Singh’s arguments are tailored to maximally fearmonger about China’s speculative influence over Russia among Indian experts whereas Vohra’s citing of prominent Indian defense and foreign policy experts is tailored to maximally fearmonger about the US’ speculative influence over India among Russian experts. The timing of these publications’ release by platforms that are read by foreign policy experts, their penning by Western-friendly Indian writers, and their narrative agenda suggests a level of coordination.

The intent is to sow the seeds of suspicion about the Russian-Indian Strategic Partnership by laundering speculation about Chinese and US influence over each respective party as supposed fact ahead of early July’s BRICS Foreign Ministers’ meeting that’s aimed at setting the agenda of October’s two summits.
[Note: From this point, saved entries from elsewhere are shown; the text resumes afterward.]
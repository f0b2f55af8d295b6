#[macro_use]
extern crate rocket;

use rocket::fairing::AdHoc;
use rocket::figment::value::Map;
use rocket::figment::{
    Figment,
    providers::{Env, Format, Toml},
};
use rocket::http::ContentType;
use rocket::request::Request;
use rocket::serde::json::{Json, Value, json};
use rocket::{Build, Rocket};

pub mod api;
pub mod logged_json;
pub mod models;
pub mod orm;
pub use orm::DbConn;
pub mod schema;

#[cfg(test)]
pub mod generate_types;

/// Port the service listens on unless `Rocket.toml` or `ROCKET_PORT` says otherwise.
pub const DEFAULT_PORT: u16 = 8003;

#[catch(400)]
fn bad_request(req: &Request) -> Json<Value> {
    Json(json!({
        "error": "Bad Request",
        "path": req.uri().path().to_string(),
        "status": 400
    }))
}

#[catch(404)]
fn not_found(req: &Request) -> Json<Value> {
    Json(json!({
        "error": "Not Found",
        "path": req.uri().path().to_string(),
        "status": 404
    }))
}

#[catch(422)]
fn unprocessable_entity(req: &Request) -> Json<Value> {
    Json(json!({
        "error": "Unprocessable Entity",
        "path": req.uri().path().to_string(),
        "status": 422
    }))
}

#[catch(500)]
fn internal_server_error(req: &Request) -> Json<Value> {
    Json(json!({
        "error": "Internal Server Error",
        "path": req.uri().path().to_string(),
        "status": 500
    }))
}

#[catch(default)]
fn default_catcher(status: rocket::http::Status, req: &Request) -> Json<Value> {
    Json(json!({
        "error": status.reason().unwrap_or("Unknown Error"),
        "path": req.uri().path().to_string(),
        "status": status.code
    }))
}

/// Creates a response fairing that labels every response as JSON.
///
/// Responses that already carry a content type are left alone, so this only
/// affects bodiless responses such as `204 No Content`.
pub fn json_content_type_fairing() -> AdHoc {
    AdHoc::on_response("JSON Content-Type", |_req, res| {
        Box::pin(async move {
            if res.content_type().is_none() {
                res.set_header(ContentType::JSON);
            }
        })
    })
}

/// Mounts the resource routes, JSON catchers and response fairings.
///
/// Shared by [`rocket()`] and the test instance so both serve the same
/// surface.
pub fn mount_api_routes(rocket: Rocket<Build>) -> Rocket<Build> {
    rocket
        .mount("/", api::routes())
        .register(
            "/",
            catchers![
                bad_request,
                not_found,
                unprocessable_entity,
                internal_server_error,
                default_catcher
            ],
        )
        .attach(json_content_type_fairing())
}

/// Builds the configuration the server runs with.
///
/// Sources, lowest precedence first: built-in defaults (port 8003),
/// `Rocket.toml`, `ROCKET_*` environment variables, then `DATABASE_URL`.
pub fn figment() -> Figment {
    let mut figment = Figment::from(rocket::Config::default())
        .merge(("port", DEFAULT_PORT))
        .merge(Toml::file("Rocket.toml").nested())
        .merge(Env::prefixed("ROCKET_").global());

    if let Ok(database_url) = std::env::var("DATABASE_URL") {
        figment = figment.merge(("databases.products_db.url", database_url));
    }

    figment
}

fn log_rocket_info(rocket: &Rocket<Build>) {
    let figment = rocket.figment();

    if let Ok(address) = figment.extract_inner::<String>("address") {
        info!("Rocket is running at: {}", address);
    }

    if let Ok(port) = figment.extract_inner::<u16>("port") {
        info!("Rocket is listening on port: {}", port);
    }

    if std::env::var("DATABASE_URL").is_err() {
        warn!("DATABASE_URL is not set; falling back to Rocket.toml / ROCKET_DATABASES");
    }

    match figment.extract_inner::<Map<String, Value>>("databases.products_db") {
        Ok(db_config) => {
            if let Some(Value::String(url)) = db_config.get("url") {
                info!("Database URL: {}", url);
            } else {
                warn!("Database URL not found in configuration");
            }
        }
        Err(e) => {
            warn!("Failed to extract database configuration: {}", e);
        }
    }
}

/// Builds the production Rocket instance.
///
/// Tests do not go through this function; they use
/// [`orm::testing::test_rocket`], which swaps in an in-memory database.
pub fn rocket() -> Rocket<Build> {
    let rocket = rocket::custom(figment())
        .attach(DbConn::fairing())
        .attach(orm::set_foreign_keys_fairing())
        .attach(orm::run_migrations_fairing());

    log_rocket_info(&rocket);

    mount_api_routes(rocket)
}

#[cfg(test)]
mod tests {
    use super::*;

    #[test]
    fn test_rocket_reports_database_config_after_logger_setup() {
        // Building goes through log_rocket_info, which owns every startup warning
        let rocket = rocket();
        let db_config = rocket
            .figment()
            .extract_inner::<Map<String, Value>>("databases.products_db")
            .expect("database configuration");
        assert!(db_config.contains_key("url"));
    }
}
The West wants to tacitly assist Russia’s pro-BRI faction and India’s pro-US one so as to divide-and-rule these decades-long partners as a means of then returning the world to a form of Sino-US bi-multipolarity.

To be clear, Russia’s emergent faction is comprised of patriots who sincerely believe that their country’s objective national interests are best served by accelerating China’s superpower trajectory, but they can still be manipulated as the West’s “useful idiots” just like Prigozhin was as explained here. If they use what Vohra’s prominent Indian defense and foreign policy experts claimed to convince their balancing “rivals” that India already “defected” to the US, then the latter might agree to invite Pakistan to BRICS.

That could in turn be misinterpreted by India as the result of speculative Chinese influence over Russia along the lines of what Singh claimed, thus possibly leading to Prime Minister Modi informally boycotting October’s summit, which Russia might misinterpret as the result of speculative US influence over India. Bi-multipolarity might then return with a vengeance. It’s therefore imperative that Russia and India urgently clarify any misperceptions among them a soon as possible in order to avoid that dark future.

https://korybko.substack.com/p/theres-a ... ia-push-to

Is little Andy bearish on Hindu fascism because he fears Chinese communism? Just a thought...
"There is great chaos under heaven; the situation is excellent."